6. MmeD..., qui ne conteste pas l'existence d'un traitement approprié aux pathologies psychiatriques au Kosovo, soutient qu'elle ne pourrait bénéficier d'un tel traitement dès lors qu'un retour au Kosovo aurait pour conséquence une aggravation de son état de santé en raison des évènements traumatisants qu'elle y a vécus. Toutefois, l'intéressée n'établit pas, par les pièces qu'elle produit, qu'il existe un lien direct entre son état de santé et des évènements tels que ceux qu'elle allègue, alors qu'au demeurant tant l'Office français de protection des réfugiés et apatrides et la Cour nationale du droit d'asile ont rejeté sa demande d'asile. Par suite, le moyen tiré de la méconnaissance des dispositions du 11° de l'article L. 313-11 du code de l'entrée et du séjour des étrangers et du droit d'asile, ne peut être accueilli.

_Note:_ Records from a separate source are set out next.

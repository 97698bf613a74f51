//! Minimal protobuf wire-format subset.
//!
//! Besides the two request shapes, the matching login and client-token
//! replies are decoded.
//!
//! Supports unsigned varints and length-delimited fields (strings and nested
//! messages) only; repeated, packed and fixed-width fields are out of scope.

pub mod de;
pub mod error;
pub mod messages;
pub mod ser;
pub mod types;

pub use crate::{
    de::{ProtoDeserializer, decode},
    error::ProtoError,
    messages::{
        ClientTokenRequest, ClientTokenResponse, LoginRequest, LoginResponse,
        build_client_token_request, build_login_request, parse_client_token_request,
        parse_client_token_request_file, parse_client_token_response, parse_login_request,
        parse_login_request_file, parse_login_response,
    },
    ser::{ProtoSerializer, encode_nested_message, encode_tagged_string, encode_varint},
    types::{ProtoMessage, ProtoValue, WireType},
};
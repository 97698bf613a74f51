//! Backend trait implemented once per auth protocol.

use async_trait::async_trait;

use super::CredentialError;
use super::types::{AccessToken, BackendKind, TokenCache};

/// One way of obtaining a bearer token.
///
/// Implementations keep no mutable state of their own: anything that must
/// survive between calls (refresh tokens, client tokens) lives in the
/// [`TokenCache`] the session passes in.
#[async_trait]
pub trait TokenBackend: Send + Sync {
    /// Backend identifier.
    fn kind(&self) -> BackendKind;

    /// Obtain a fresh access token from the provider.
    ///
    /// Called by the broker only when the cached token is missing, expiring
    /// or invalidated.
    async fn fetch(&self, cache: &mut TokenCache) -> Result<AccessToken, CredentialError>;

    /// Load persisted state into the cache. Called once per session, before
    /// the first cache lookup.
    async fn restore(&self, _cache: &mut TokenCache) {}

    /// Secondary client header to send alongside the bearer token.
    fn client_token(&self, cache: &TokenCache) -> Option<String> {
        cache.client_token.as_ref().map(|t| t.value.clone())
    }

    /// Startup check for static configuration. Errors here stop the process
    /// before the poll loop begins.
    fn check_config(&self) -> Result<(), CredentialError> {
        Ok(())
    }
}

7. En second lieu, aux termes de l'article 8 de la convention européenne de sauvegarde des droits de l'homme et des libertés fondamentales : "Toute personne a droit au respect de sa vie privée et familiale, de son domicile et de sa correspondance. Il ne peut y avoir ingérence d'une autorité publique dans l'exercice de ce droit que pour autant que cette ingérence est prévue par la loi et qu'elle constitue une mesure qui, dans une société démocratique, est nécessaire à la sécurité nationale, à la sûreté publique, au bien-être économique du pays, à la défense de l'ordre et à la prévention des infractions pénales, à la protection de la santé ou de la morale, ou à la protection des droits et libertés d'autrui ".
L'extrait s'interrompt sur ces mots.